Francois Mauriac |
Philip Yancey in What is so Amazing about Grace? recounts a lovely story about a meeting between Mauriac and Elie Wiesel. Mauriac was at that time France’s most famous writer, and the greatest Roman Catholic writer of his century.
Wiesel is networking. Using the old man for his connection, to inveigle an interview with the French Prime Minister. But Mauriac wants to talk about Jesus. A little secret, inward smile plays about his face as he talks about Jesus.
I love that, that 20 centuries later, people can be so in love with Jesus, that a secret, inward smile lights their faces when they talk about him. Wiesel writes
I was a young journalist in Paris. I wanted to meet the Prime Minister of France for my paper. He was, then, a Jew called Mendès-France. But he didn’t offer to see me. I had heard that the French author François Mauriac — a very great Catholic writer and Nobel Prize winner, a member of the Academy — was his guru. Mauriac was his teacher. So I would go to Mauriac, the writer, and I would ask him to introduce me to Mendès-France.
Mauriac was an old man then, but when I came to Mauriac, he agreed to see me. We met and we had a painful discussion. The problem was that he was in love with Jesus. He was the most decent person I ever met in that field — as a writer, as a Catholic writer. Honest, with sense of integrity, and he was in love with Jesus. He spoke only of Jesus.
Whatever I would ask: Jesus. Finally, I said, “What about Mendès-France?” He said that Mendès-France, like Jesus, was suffering. That’s not what I wanted to hear. I wanted, at one point, to speak about Mendès-France and I would say to Mauriac, “Can you introduce me?”
When he said Jesus again I couldn’t take it, and for the only time in my life I was discourteous, which I regret to this day. I said, “Mr. Mauriac,” we called him Maître, “ten years or so ago, I have seen children, hundreds of Jewish children, who suffered more than Jesus did on his cross and we do not speak about it.” I felt all of a sudden so embarrassed. I closed my notebook and went to the elevator.
He ran after me. He pulled me back; he sat down in his chair, and I in mine, and he began weeping. I have rarely seen an old man weep like that, and I felt like such an idiot. I felt like a criminal. This man didn’t deserve that. He was really a pure man, a member of the Resistance. I didn’t know what to do. We stayed there like that, he weeping and I closed in my own remorse. And then, at the end, without saying anything, he simply said, “You know, maybe you should talk about it.”

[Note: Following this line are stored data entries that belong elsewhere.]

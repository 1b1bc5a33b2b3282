//! Session-scoped chat relay.
//!
//! Participants and viewers connect over WebSocket to a named session. Every message
//! is appended to the session log with a sequence number before it is fanned out, and
//! reconnecting participants get the part of the log they are entitled to replayed.

// layers
pub mod domain;
pub mod infrastructure;
pub mod ui;
pub mod usecase;

pub mod config;
//! Per-session message statistics.

use std::collections::BTreeMap;

use serde::Serialize;

use super::entity::{ChatMessage, MessageKind};

#[derive(Debug, Clone, Default, PartialEq, Eq, Serialize)]
pub struct UserStatistics {
    pub count: usize,
    pub chars: usize,
    pub words: usize,
}

/// Counts over chat messages only; `system` and `session_end` entries are ignored
#[derive(Debug, Clone, Default, PartialEq, Eq, Serialize)]
pub struct SessionStatistics {
    pub total_messages: usize,
    pub total_chars: usize,
    pub total_words: usize,
    pub participants: Vec<String>,
    pub user_stats: BTreeMap<String, UserStatistics>,
}

impl SessionStatistics {
    pub fn compute(messages: &[ChatMessage]) -> Self {
        let mut stats = Self::default();

        for message in messages.iter().filter(|m| m.kind == MessageKind::Message) {
            let chars = message.body.char_count();
            let words = message.body.word_count();

            stats.total_messages += 1;
            stats.total_chars += chars;
            stats.total_words += words;

            let user = stats
                .user_stats
                .entry(message.author.as_str().to_string())
                .or_default();
            user.count += 1;
            user.chars += chars;
            user.words += words;
        }

        // BTreeMap keys are already sorted
        stats.participants = stats.user_stats.keys().cloned().collect();
        stats
    }
}

#[cfg(test)]
mod tests {
    use super::*;
    use crate::domain::{
        entity::{MessageDraft, MessageLog},
        value_object::{ClientId, MessageBody, SessionId, Timestamp},
    };

    #[test]
    fn test_statistics_count_chat_messages_only() {
        // テスト項目: 統計は message 種別のみを対象に、ユーザーごとに集計される
        // given (前提条件):
        let session_id = SessionId::new("s1".to_string()).unwrap();
        let bob = ClientId::new("bob".to_string()).unwrap();
        let alice = ClientId::new("alice".to_string()).unwrap();
        let mut log = MessageLog::new();
        log.append(&session_id, MessageDraft::joined(bob.clone(), Timestamp::new(1)));
        for (who, text) in [(&bob, "hello world"), (&alice, "hi"), (&bob, "again")] {
            log.append(
                &session_id,
                MessageDraft::chat(
                    who.clone(),
                    MessageBody::new(text.to_string()).unwrap(),
                    Timestamp::new(2),
                ),
            );
        }
        log.append(&session_id, MessageDraft::session_end(Timestamp::new(3)));

        // when (操作):
        let stats = SessionStatistics::compute(log.messages());

        // then (期待する結果):
        assert_eq!(stats.total_messages, 3);
        assert_eq!(stats.total_chars, 11 + 2 + 5);
        assert_eq!(stats.total_words, 4);
        assert_eq!(stats.participants, vec!["alice".to_string(), "bob".to_string()]);
        assert_eq!(
            stats.user_stats.get("bob"),
            Some(&UserStatistics {
                count: 2,
                chars: 16,
                words: 3
            })
        );
    }

    #[test]
    fn test_statistics_of_empty_log() {
        // テスト項目: 空のログでは全て 0
        let stats = SessionStatistics::compute(&[]);
        assert_eq!(stats, SessionStatistics::default());
    }
}
//! Session-scoped WebSocket chat relay.
//!
//! Run with:
//! ```not_rust
//! cargo run --bin hiroba-server
//! cargo run --bin hiroba-server -- --host 0.0.0.0 --port 3000
//! cargo run --bin hiroba-server -- --config relay.toml --announce-leave
//! ```

use std::{path::PathBuf, sync::Arc};

use clap::Parser;
use hiroba_server::{
    config::RelayConfig,
    ui::{AppState, Server},
};
use hiroba_shared::{logger::setup_logger, time::SystemClock};

#[derive(Parser, Debug)]
#[command(name = "hiroba-server")]
#[command(about = "Session-scoped WebSocket chat relay", long_about = None)]
struct Args {
    /// Path to a TOML config file
    #[arg(short = 'c', long)]
    config: Option<PathBuf>,

    /// Host address to bind the server to (overrides the config file)
    #[arg(short = 'H', long)]
    host: Option<String>,

    /// Port number to bind the server to (overrides the config file)
    #[arg(short = 'p', long)]
    port: Option<u16>,

    /// Record and broadcast a message when a participant leaves
    #[arg(long)]
    announce_leave: bool,
}

#[tokio::main]
async fn main() {
    // Initialize tracing
    setup_logger(env!("CARGO_BIN_NAME"), "info");

    let args = Args::parse();

    let mut config = match RelayConfig::load(args.config.as_deref()) {
        Ok(config) => config,
        Err(e) => {
            tracing::error!("Config error: {}", e);
            std::process::exit(1);
        }
    };
    if let Some(host) = args.host {
        config.host = host;
    }
    if let Some(port) = args.port {
        config.port = port;
    }
    if args.announce_leave {
        config.announce_leave = true;
    }
    tracing::debug!(?config, "Configuration loaded");

    // Initialize dependencies in order:
    // 1. Policy
    // 2. AppState (Repository, ConnectionManager, Router, UseCases)
    // 3. Server

    // 1. Resolve the relay policy
    let policy = config.policy();

    // 2. Wire the relay
    let state = AppState::build(&policy, Arc::new(SystemClock));

    // 3. Create and run the server
    let server = Server::new(state);
    if let Err(e) = server.run(&config.host, config.port).await {
        tracing::error!("Server error: {}", e);
        std::process::exit(1);
    }
}
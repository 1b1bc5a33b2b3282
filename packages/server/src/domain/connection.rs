//! Connection Manager trait 定義
//!
//! ライブなソケットの登録・解除と、接続へのフレーム送信（push / broadcast）の抽象化。
//! ソケットそのものは UI 層が生成し、ここでは送信用チャンネルだけを受け取る。

use std::sync::Arc;

use async_trait::async_trait;
use thiserror::Error;
use tokio::sync::{Notify, mpsc};

use super::{
    entity::{ChatMessage, Connection, ConnectionRole},
    error::RelayError,
    value_object::{ClientId, SessionId, Timestamp},
};

/// Frame queued for one socket's writer task
///
/// Encoding into the wire format happens in the writer task, outside any session lock.
#[derive(Debug, Clone, PartialEq, Eq)]
pub enum OutboundFrame {
    /// Stored message, live or replayed
    Message(ChatMessage),
    /// Close the socket with the given code and reason
    Close { code: u16, reason: String },
}

/// Channel drained by a socket's writer task
pub type PusherChannel = mpsc::UnboundedSender<OutboundFrame>;

/// Handles the manager keeps for one socket
#[derive(Debug, Clone)]
pub struct ConnectionLink {
    pub sender: PusherChannel,
    /// Notified to tear the socket down regardless of queued frames
    pub terminator: Arc<Notify>,
}

/// What a socket asks to be registered as
#[derive(Debug, Clone, PartialEq, Eq)]
pub struct ConnectionRequest {
    pub role: ConnectionRole,
    pub session_id: SessionId,
    pub client_id: Option<ClientId>,
    pub joined_at: Timestamp,
}

/// Connection removed together with its session
#[derive(Debug, Clone)]
pub struct EvictedConnection {
    pub connection: Connection,
    pub terminator: Arc<Notify>,
}

/// Push failures on a single connection
#[derive(Debug, Clone, PartialEq, Eq, Error)]
pub enum MessagePushError {
    #[error("connection '{0}' is not registered")]
    ClientNotFound(String),

    #[error("failed to push message: {0}")]
    PushFailed(String),
}

impl From<MessagePushError> for RelayError {
    fn from(error: MessagePushError) -> Self {
        RelayError::Transport(error.to_string())
    }
}

/// Connection Manager trait
///
/// 接続ごとの役割（participant / viewer）、紐づくセッション、参加時刻を管理する。
#[async_trait]
pub trait ConnectionManager: Send + Sync {
    /// 接続を登録して `Open` にする
    ///
    /// participant は同一セッション内でクライアント ID が重複すると `IdentityConflict`。
    async fn register(
        &self,
        request: ConnectionRequest,
        link: ConnectionLink,
    ) -> Result<Connection, RelayError>;

    /// 接続を解除して `Closed` にする。未登録（解除済み）なら `None`
    async fn unregister(&self, connection: &Connection) -> Option<Connection>;

    /// セッションの participant 接続一覧
    async fn participants(&self, session_id: &SessionId) -> Vec<Connection>;

    /// セッションにスコープされた viewer 接続一覧
    async fn viewers(&self, session_id: &SessionId) -> Vec<Connection>;

    /// 特定の接続にフレームを送信
    async fn push_to(
        &self,
        connection: &Connection,
        frame: OutboundFrame,
    ) -> Result<(), MessagePushError>;

    /// セッションの全接続（participant と viewer）にフレームを送信
    ///
    /// 送信に失敗した接続を返す。失敗は他の接続への配信に影響しない。
    async fn broadcast(&self, session_id: &SessionId, frame: OutboundFrame) -> Vec<Connection>;

    /// セッションの全接続に最後のフレームを積んでから登録を外す
    async fn evict_session(
        &self,
        session_id: &SessionId,
        frame: OutboundFrame,
    ) -> Vec<EvictedConnection>;
}
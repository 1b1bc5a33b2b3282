//! WebSocket relay server and HTTP API.

mod handler;
mod server;
mod signal;
pub mod state;

pub use server::Server;
pub use state::AppState;
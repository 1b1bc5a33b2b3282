//! Utilities shared by the hiroba relay server and its terminal client.

pub mod logger;
pub mod time;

Read more about the interview here.Mauriac challenged Weisel to write about his experiences, which eventually became the tight Holocaust memoir, Night. Mauriac pushed through its publication against resistance.
I also LOVE this quote from Dorothy Day, about to write her autobiography. She writes, My Life, opens her book on a new page, “But then I found I could not do it. I just sat thinking of our Lord, and of his visit to us all those centuries ago, and I thought it was my great good fortune to have had him on my mind for so long a time in my life.”